Q1. Write a Python function that takes in two arrays of data and calculates the F-value for a variance ratio
test. The function should return the F-value and the corresponding p-value for the test.

In [1]:
import numpy as np
import scipy.stats as stats

def calculate_f_value_and_p_value(data1, data2):
    """
    Calculate the F-value and corresponding p-value for a variance ratio test (ANOVA).

    Parameters:
    data1 (array-like): Data for group 1
    data2 (array-like): Data for group 2

    Returns:
    float: F-value
    float: p-value
    """
    # Calculate the variances
    var1 = np.var(data1, ddof=1)  # Variance of group 1
    var2 = np.var(data2, ddof=1)  # Variance of group 2
    
    # Calculate the F-value
    F_value = var1 / var2 if var1 >= var2 else var2 / var1

    # Degrees of freedom
    df1 = len(data1) - 1
    df2 = len(data2) - 1

    # Calculate the p-value
    p_value = stats.f.sf(F_value, df1, df2)  # Survival function (1 - cdf)

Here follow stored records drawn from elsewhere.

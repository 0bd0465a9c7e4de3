//! Configuration types for background removal operations

use crate::error::{RemovalError, Result};
use serde::{Deserialize, Serialize};
use std::path::Path;

/// Default per-channel cutoff above which a pixel counts as background
pub const DEFAULT_WHITE_THRESHOLD: u8 = 240;

/// Default fraction of background-colored neighbors required by the density vote
pub const DEFAULT_DENSITY_THRESHOLD: f32 = 0.6;

/// Which removal path to run
#[derive(Debug, Clone, Copy, PartialEq, Eq, Default, Serialize, Deserialize)]
#[serde(rename_all = "lowercase")]
pub enum RemovalMode {
    /// Density vote plus border-seeded flood fill
    #[default]
    Segment,
    /// Every background-colored pixel becomes transparent, no analysis
    Flatten,
}

impl std::fmt::Display for RemovalMode {
    fn fmt(&self, f: &mut std::fmt::Formatter<'_>) -> std::fmt::Result {
        match self {
            Self::Segment => write!(f, "segment"),
            Self::Flatten => write!(f, "flatten"),
        }
    }
}

/// Output image format options
///
/// Only formats that can carry an alpha channel are offered.
#[derive(Debug, Clone, Copy, PartialEq, Eq, Default, Serialize, Deserialize)]
#[serde(rename_all = "lowercase")]
pub enum OutputFormat {
    /// PNG with alpha channel transparency
    #[default]
    Png,
    /// WebP with alpha channel transparency (lossless)
    WebP,
    /// TIFF with alpha channel transparency
    Tiff,
    /// Raw RGBA8 pixel data (4 bytes per pixel)
    Rgba8,
}

impl std::str::FromStr for OutputFormat {
    type Err = RemovalError;

    /// Parse a format name or file extension
    ///
    /// Alpha-less containers (`jpg`, `jpeg`, `bmp`) are rejected with
    /// `RemovalError::UnsupportedFormat`.
    fn from_str(s: &str) -> Result<Self> {
        match s.to_lowercase().as_str() {
            "png" => Ok(Self::Png),
            "webp" => Ok(Self::WebP),
            "tif" | "tiff" => Ok(Self::Tiff),
            "rgba" | "rgba8" | "raw" => Ok(Self::Rgba8),
            "jpg" | "jpeg" | "bmp" => Err(RemovalError::unsupported_format(format!(
                "{s} cannot carry an alpha channel; use png, webp or tiff"
            ))),
            other => Err(RemovalError::unsupported_format(other)),
        }
    }
}

/// Parameters of the segmentation passes
#[derive(Debug, Clone, PartialEq, Serialize, Deserialize)]
#[serde(default)]
pub struct SegmentationConfig {
    /// A pixel is background-colored when R, G and B all exceed this value
    pub white_threshold: u8,

    /// Interior pixels are voted transparent when the background fraction
    /// of their neighbors is strictly greater than this value
    pub density_threshold: f32,

    /// Run the density and flood fill passes concurrently
    pub parallel: bool,
}

impl Default for SegmentationConfig {
    fn default() -> Self {
        Self {
            white_threshold: DEFAULT_WHITE_THRESHOLD,
            density_threshold: DEFAULT_DENSITY_THRESHOLD,
            parallel: true,
        }
    }
}

impl SegmentationConfig {
    /// Validate pass parameters
    ///
    /// # Errors
    /// `RemovalError::InvalidConfig` when the density threshold is not a
    /// finite value in `[0.0, 1.0)`. A threshold of 1.0 or more could never
    /// be exceeded and would silently disable the density vote.
    pub fn validate(&self) -> Result<()> {
        if !self.density_threshold.is_finite()
            || !(0.0..1.0).contains(&self.density_threshold)
        {
            return Err(RemovalError::config_value_error(
                "density threshold",
                self.density_threshold,
                "0.0-1.0 (exclusive)",
                Some(DEFAULT_DENSITY_THRESHOLD),
            ));
        }
        Ok(())
    }
}

/// Configuration for background removal operations
#[derive(Debug, Clone, PartialEq, Serialize, Deserialize)]
#[serde(default)]
pub struct RemovalConfig {
    /// Removal path
    pub mode: RemovalMode,

    /// Segmentation parameters (the white threshold is shared with flatten mode)
    pub segmentation: SegmentationConfig,

    /// Output format
    pub output_format: OutputFormat,

    /// Retry with the flatten path when segmentation rejects the buffer
    pub fallback_to_flatten: bool,

    /// Enable debug mode (additional logging of pass statistics)
    pub debug: bool,
}

impl Default for RemovalConfig {
    fn default() -> Self {
        Self {
            mode: RemovalMode::default(),
            segmentation: SegmentationConfig::default(),
            output_format: OutputFormat::default(),
            fallback_to_flatten: false,
            debug: false,
        }
    }
}

impl RemovalConfig {
    /// Create a new configuration builder for fluent API construction
    ///
    /// # Examples
    ///
    /// ```rust
    /// use whitebg_remove::{OutputFormat, RemovalConfig, RemovalMode};
    ///
    /// let config = RemovalConfig::builder()
    ///     .mode(RemovalMode::Segment)
    ///     .white_threshold(235)
    ///     .output_format(OutputFormat::WebP)
    ///     .build()
    ///     .unwrap();
    /// assert_eq!(config.segmentation.white_threshold, 235);
    /// ```
    #[must_use]
    pub fn builder() -> RemovalConfigBuilder {
        RemovalConfigBuilder::default()
    }

    /// Validate all configuration parameters
    ///
    /// # Errors
    /// Invalid segmentation parameters.
    pub fn validate(&self) -> Result<()> {
        self.segmentation.validate()
    }

    /// Parse and validate a JSON configuration; missing fields take defaults
    ///
    /// # Errors
    /// Malformed JSON or invalid parameters.
    pub fn from_json_str(json: &str) -> Result<Self> {
        let config: Self = serde_json::from_str(json).map_err(|e| {
            RemovalError::invalid_config(format!("Failed to parse configuration: {e}"))
        })?;
        config.validate()?;
        Ok(config)
    }

    /// Load a JSON configuration file
    ///
    /// # Errors
    /// File read failures, malformed JSON or invalid parameters.
    pub fn from_json_file<P: AsRef<Path>>(path: P) -> Result<Self> {
        let path = path.as_ref();
        let content = std::fs::read_to_string(path)
            .map_err(|e| RemovalError::file_io_error("read configuration file", path, &e))?;
        Self::from_json_str(&content)
    }
}

/// Builder for `RemovalConfig`
#[derive(Debug, Default)]
pub struct RemovalConfigBuilder {
    config: RemovalConfig,
}

impl RemovalConfigBuilder {
    /// Start from an existing configuration, e.g. one loaded from JSON
    #[must_use]
    pub fn from_config(config: RemovalConfig) -> Self {
        Self { config }
    }

    #[must_use]
    pub fn mode(mut self, mode: RemovalMode) -> Self {
        self.config.mode = mode;
        self
    }

    #[must_use]
    pub fn white_threshold(mut self, threshold: u8) -> Self {
        self.config.segmentation.white_threshold = threshold;
        self
    }

    #[must_use]
    pub fn density_threshold(mut self, threshold: f32) -> Self {
        self.config.segmentation.density_threshold = threshold;
        self
    }

    #[must_use]
    pub fn parallel(mut self, parallel: bool) -> Self {
        self.config.segmentation.parallel = parallel;
        self
    }

    #[must_use]
    pub fn output_format(mut self, format: OutputFormat) -> Self {
        self.config.output_format = format;
        self
    }

    #[must_use]
    pub fn fallback_to_flatten(mut self, fallback: bool) -> Self {
        self.config.fallback_to_flatten = fallback;
        self
    }

    #[must_use]
    pub fn debug(mut self, debug: bool) -> Self {
        self.config.debug = debug;
        self
    }

    /// Build and validate the configuration
    ///
    /// # Errors
    /// Invalid segmentation parameters.
    pub fn build(self) -> Result<RemovalConfig> {
        self.config.validate()?;
        Ok(self.config)
    }
}
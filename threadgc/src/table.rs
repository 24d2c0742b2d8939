//! Thread record storage.
//!
//! [`ThreadTable`] is the hashed store used with explicit registration,
//! [`SlotTable`] the fixed array used when threads attach without taking
//! the global lock. [`Registry`] selects one of them at construction.

use std::{
    alloc::Layout,
    cell::UnsafeCell,
    ptr::{self, NonNull},
    sync::atomic::{AtomicBool, AtomicPtr, AtomicUsize, Ordering},
};

use parking_lot::MutexGuard;

use crate::{StackBounds, ThreadError, ThreadFlags, ThreadId, ThreadRecord, heap::GlobalHeap};

/// Proof that the global allocation lock is held.
pub(crate) type HeapLock<'a> = MutexGuard<'a, GlobalHeap>;

// ── Bootstrap allocator ───────────────────────────────────────────────

/// Raw memory for thread records, usable before the collector is up.
pub trait RecordAllocator: Send + Sync {
    fn alloc_zeroed(&self, layout: Layout) -> Option<NonNull<u8>>;

    /// # Safety
    /// `ptr` must come from `alloc_zeroed` with the same layout.
    unsafe fn dealloc(&self, ptr: NonNull<u8>, layout: Layout);
}

#[derive(Debug, Default, Clone, Copy)]
pub struct SystemAllocator;

impl RecordAllocator for SystemAllocator {
    fn alloc_zeroed(&self, layout: Layout) -> Option<NonNull<u8>> {
        // SAFETY: ThreadRecord has a non-zero size
        NonNull::new(unsafe { std::alloc::alloc_zeroed(layout) })
    }

    unsafe fn dealloc(&self, ptr: NonNull<u8>, layout: Layout) {
        // SAFETY: contract of the caller
        unsafe { std::alloc::dealloc(ptr.as_ptr(), layout) }
    }
}

// ── Explicit: hashed store ────────────────────────────────────────────

pub(crate) struct ThreadTable {
    buckets: Box<[AtomicPtr<ThreadRecord>]>,
    /// Record for the first registration, never handed to the allocator.
    bootstrap: ThreadRecord,
    bootstrap_used: AtomicBool,
    /// Removed records waiting for reuse. Guarded by the global lock.
    spare: UnsafeCell<Vec<NonNull<ThreadRecord>>>,
    /// Every record obtained from the allocator. Guarded by the global lock.
    owned: UnsafeCell<Vec<NonNull<ThreadRecord>>>,
    allocator: Box<dyn RecordAllocator>,
}

// SAFETY: chains are published through atomics; the cells are only
// touched with the global lock held.
unsafe impl Send for ThreadTable {}
// SAFETY: see above
unsafe impl Sync for ThreadTable {}

impl ThreadTable {
    pub(crate) fn new(buckets: usize, allocator: Box<dyn RecordAllocator>) -> Self {
        debug_assert!(buckets.is_power_of_two());
        Self {
            buckets: (0..buckets).map(|_| AtomicPtr::new(ptr::null_mut())).collect(),
            bootstrap: ThreadRecord::new(),
            bootstrap_used: AtomicBool::new(false),
            spare: UnsafeCell::new(Vec::new()),
            owned: UnsafeCell::new(Vec::new()),
            allocator,
        }
    }

    #[inline]
    fn bucket(&self, id: ThreadId) -> &AtomicPtr<ThreadRecord> {
        &self.buckets[id.bucket(self.buckets.len())]
    }

    fn is_bootstrap(&self, record: &ThreadRecord) -> bool {
        ptr::eq(record, &self.bootstrap)
    }

    /// Walks the chain of `id`, newest record first.
    ///
    /// # Safety
    /// the global lock is held, or the caller tolerates being diverted into
    /// another chain by a concurrent removal (records are never freed while
    /// the table lives).
    unsafe fn chain(&self, id: ThreadId) -> impl Iterator<Item = &ThreadRecord> {
        let mut cur = self.bucket(id).load(Ordering::Acquire);
        std::iter::from_fn(move || {
            // SAFETY: every linked record stays allocated while the table lives
            let record = unsafe { cur.as_ref() }?;
            cur = record.next.load(Ordering::Acquire);
            Some(record)
        })
    }

    pub(crate) fn lookup(&self, _lock: &HeapLock<'_>, id: ThreadId) -> Option<&ThreadRecord> {
        // SAFETY: lock held
        unsafe { self.chain(id) }.find(|r| r.id() == id)
    }

    /// Lock-free lookup of the caller's own live record.
    ///
    /// Only the owner removes its live record, so a live match cannot
    /// disappear under the caller. A concurrent removal of another record
    /// may divert the walk and produce a spurious miss; callers retry under
    /// the lock.
    pub(crate) fn lookup_own(&self, id: ThreadId) -> Option<&ThreadRecord> {
        // SAFETY: records are never freed while the table lives
        unsafe { self.chain(id) }
            .take(self.buckets.len() * 4)
            .find(|r| r.id() == id && !r.is_finished() && r.stack_base() != 0)
    }

    pub(crate) fn insert(
        &self,
        lock: &HeapLock<'_>,
        id: ThreadId,
        kernel_id: Option<u64>,
        bounds: StackBounds,
    ) -> Result<&ThreadRecord, ThreadError> {
        let record = self.acquire_record(lock)?;
        // SAFETY: lock held, the record is not linked anywhere
        unsafe { record.reset(id, kernel_id, bounds) };
        let bucket = self.bucket(id);
        record.next.store(bucket.load(Ordering::Relaxed), Ordering::Relaxed);
        bucket.store(ptr::from_ref(record).cast_mut(), Ordering::Release);
        Ok(record)
    }

    fn acquire_record(&self, _lock: &HeapLock<'_>) -> Result<&ThreadRecord, ThreadError> {
        if !self.bootstrap_used.swap(true, Ordering::Relaxed) {
            return Ok(&self.bootstrap);
        }
        // SAFETY: lock held
        let spare = unsafe { &mut *self.spare.get() };
        if let Some(record) = spare.pop() {
            // SAFETY: spare records stay allocated while the table lives
            return Ok(unsafe { record.as_ref() });
        }

        let layout = Layout::new::<ThreadRecord>();
        let Some(raw) = self.allocator.alloc_zeroed(layout) else {
            log::warn!("thread record allocation failed");
            return Err(ThreadError::OutOfMemory);
        };
        let record = raw.cast::<ThreadRecord>();
        // SAFETY: fresh allocation with ThreadRecord's layout
        unsafe { record.as_ptr().write(ThreadRecord::new()) };
        // SAFETY: lock held
        unsafe { (*self.owned.get()).push(record) };
        // SAFETY: initialized above, freed only in Drop
        Ok(unsafe { record.as_ref() })
    }

    /// Unlinks `record` and keeps it for reuse.
    pub(crate) fn remove(&self, _lock: &HeapLock<'_>, record: &ThreadRecord) {
        let target = ptr::from_ref(record).cast_mut();
        let mut link = self.bucket(record.id());
        loop {
            let cur = link.load(Ordering::Acquire);
            if cur.is_null() {
                debug_assert!(false, "removing unlinked record {}", record.id());
                return;
            }
            if cur == target {
                link.store(record.next.load(Ordering::Relaxed), Ordering::Release);
                break;
            }
            // SAFETY: linked records stay allocated
            link = unsafe { &(*cur).next };
        }
        record.clear_stack_base();

        if self.is_bootstrap(record) {
            self.bootstrap_used.store(false, Ordering::Relaxed);
        } else {
            // SAFETY: lock held
            unsafe { (*self.spare.get()).push(NonNull::from(record)) };
        }
    }

    pub(crate) fn for_each<'a>(&'a self, _lock: &HeapLock<'_>, mut f: impl FnMut(&'a ThreadRecord)) {
        for bucket in self.buckets.iter() {
            let mut cur = bucket.load(Ordering::Acquire);
            // SAFETY: lock held, linked records stay allocated
            while let Some(record) = unsafe { cur.as_ref() } {
                cur = record.next.load(Ordering::Acquire);
                f(record);
            }
        }
    }
}

impl Drop for ThreadTable {
    fn drop(&mut self) {
        let layout = Layout::new::<ThreadRecord>();
        for record in self.owned.get_mut().drain(..) {
            // SAFETY: allocated and initialized by acquire_record, unreachable now
            unsafe {
                ptr::drop_in_place(record.as_ptr());
                self.allocator.dealloc(record.cast(), layout);
            }
        }
    }
}

// ── Implicit: fixed slot array ────────────────────────────────────────

struct Slot {
    in_use: AtomicBool,
    record: ThreadRecord,
}

pub(crate) struct SlotTable {
    slots: Box<[Slot]>,
    /// One past the highest slot ever claimed.
    max_index: AtomicUsize,
    attached_while_stopped: AtomicBool,
}

impl SlotTable {
    pub(crate) fn new(capacity: usize) -> Self {
        Self {
            slots: (0..capacity)
                .map(|_| Slot {
                    in_use: AtomicBool::new(false),
                    record: ThreadRecord::new(),
                })
                .collect(),
            max_index: AtomicUsize::new(0),
            attached_while_stopped: AtomicBool::new(false),
        }
    }

    /// Claims a slot without the global lock. The record becomes visible to
    /// the coordinator with the final store of its stack base; if a stop was
    /// requested by then, the attachment is flagged so the coordinator
    /// rescans.
    pub(crate) fn claim(
        &self,
        id: ThreadId,
        kernel_id: Option<u64>,
        bounds: StackBounds,
        stop_requested: &AtomicBool,
    ) -> Result<(&ThreadRecord, bool), ThreadError> {
        let Some(index) = self.slots.iter().position(|s| {
            s.in_use
                .compare_exchange(false, true, Ordering::AcqRel, Ordering::Relaxed)
                .is_ok()
        }) else {
            log::warn!("no free thread slot among {}", self.slots.len());
            return Err(ThreadError::OutOfMemory);
        };
        self.max_index.fetch_max(index + 1, Ordering::AcqRel);

        let record = &self.slots[index].record;
        // SAFETY: the slot is exclusively ours; stack_base is still 0 so the
        // coordinator skips it until reset publishes it
        unsafe { record.reset(id, kernel_id, bounds) };

        let raced = stop_requested.load(Ordering::SeqCst);
        if raced {
            self.attached_while_stopped.store(true, Ordering::SeqCst);
        }
        Ok((record, raced))
    }

    /// Live record of `id`.
    pub(crate) fn lookup_own(&self, id: ThreadId) -> Option<&ThreadRecord> {
        self.iter_claimed()
            .find(|r| r.id() == id && !r.is_finished() && r.stack_base() != 0)
    }

    /// Live record of `id`, or a finished one waiting for its join.
    pub(crate) fn lookup(&self, id: ThreadId) -> Option<&ThreadRecord> {
        self.lookup_own(id)
            .or_else(|| self.iter_claimed().find(|r| r.id() == id && r.is_finished()))
    }

    pub(crate) fn release(&self, record: &ThreadRecord) {
        let Some(slot) = self.slots.iter().find(|s| ptr::eq(&s.record, record)) else {
            debug_assert!(false, "record {} is not in the slot table", record.id());
            return;
        };
        record.add_flag(ThreadFlags::FINISHED);
        record.clear_stack_base();
        slot.in_use.store(false, Ordering::Release);
    }

    fn iter_claimed(&self) -> impl Iterator<Item = &ThreadRecord> {
        let max = self.max_index.load(Ordering::Acquire).min(self.slots.len());
        self.slots[..max]
            .iter()
            .filter(|s| s.in_use.load(Ordering::Acquire))
            .map(|s| &s.record)
    }

    pub(crate) fn for_each<'a>(&'a self, f: impl FnMut(&'a ThreadRecord)) {
        self.iter_claimed().filter(|r| r.stack_base() != 0).for_each(f);
    }

    pub(crate) fn clear_attached(&self) {
        self.attached_while_stopped.store(false, Ordering::SeqCst);
    }

    pub(crate) fn take_attached(&self) -> bool {
        self.attached_while_stopped.swap(false, Ordering::SeqCst)
    }
}

// ── Registry ──────────────────────────────────────────────────────────

/// Where records live, chosen once when the collector is built.
pub(crate) enum Registry {
    Explicit(ThreadTable),
    Implicit(SlotTable),
}

impl Registry {
    /// Lock-free lookup of the caller's own live record.
    pub(crate) fn lookup_own(&self, id: ThreadId) -> Option<&ThreadRecord> {
        match self {
            Registry::Explicit(table) => table.lookup_own(id),
            Registry::Implicit(slots) => slots.lookup_own(id),
        }
    }

    /// Newest record for `id`, finished or not.
    pub(crate) fn lookup(&self, lock: &HeapLock<'_>, id: ThreadId) -> Option<&ThreadRecord> {
        match self {
            Registry::Explicit(table) => table.lookup(lock, id),
            Registry::Implicit(slots) => slots.lookup(id),
        }
    }

    pub(crate) fn for_each<'a>(&'a self, lock: &HeapLock<'_>, f: impl FnMut(&'a ThreadRecord)) {
        match self {
            Registry::Explicit(table) => table.for_each(lock, f),
            Registry::Implicit(slots) => slots.for_each(f),
        }
    }

    pub(crate) fn clear_attached(&self) {
        if let Registry::Implicit(slots) = self {
            slots.clear_attached();
        }
    }

    /// True when a thread attached while a stop was in progress.
    pub(crate) fn take_attached(&self) -> bool {
        match self {
            Registry::Explicit(_) => false,
            Registry::Implicit(slots) => slots.take_attached(),
        }
    }

    pub(crate) fn remove(&self, lock: &HeapLock<'_>, record: &ThreadRecord) {
        match self {
            Registry::Explicit(table) => table.remove(lock, record),
            Registry::Implicit(slots) => slots.release(record),
        }
    }
}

    return F_value, p_value

# Example usage
data_group1 = [15, 20, 25, 30, 35]
data_group2 = [18, 22, 30, 28, 32]
F_value, p_value = calculate_f_value_and_p_value(data_group1, data_group2)
print("F-value:", F_value)
print("p-value:", p_value)


F-value: 1.838235294117647
p-value: 0.2849375098848153


Q2. Given a significance level of 0.05 and the degrees of freedom for the numerator and denominator of an
F-distribution, write a Python function that returns the critical F-value for a two-tailed test.

In [2]:
import scipy.stats as stats

def get_critical_f_value(alpha, df1, df2):
    """
    Calculate the critical F-value for a two-tailed test.

    Parameters:
    alpha (float): Significance level (e.g., 0.05 for a 95% confidence interval).
    df1 (int): Degrees of freedom for the numerator.
    df2 (int): Degrees of freedom for the denominator.

    Returns:
    float: Critical F-value for the given alpha and degrees of freedom.
    """
    # Calculate the critical F-value using the inverse cumulative distribution function (percent point function)
    critical_f_value = stats.f.ppf(1 - alpha / 2, df1, df2)
    return critical_f_value

# Example usage
alpha = 0.05
df1 = 3  # degrees of freedom for the numerator
df2 = 20  # degrees of freedom for the denominator
critical_f_value = get_critical_f_value(alpha, df1, df2)
print("Critical F-value:", critical_f_value)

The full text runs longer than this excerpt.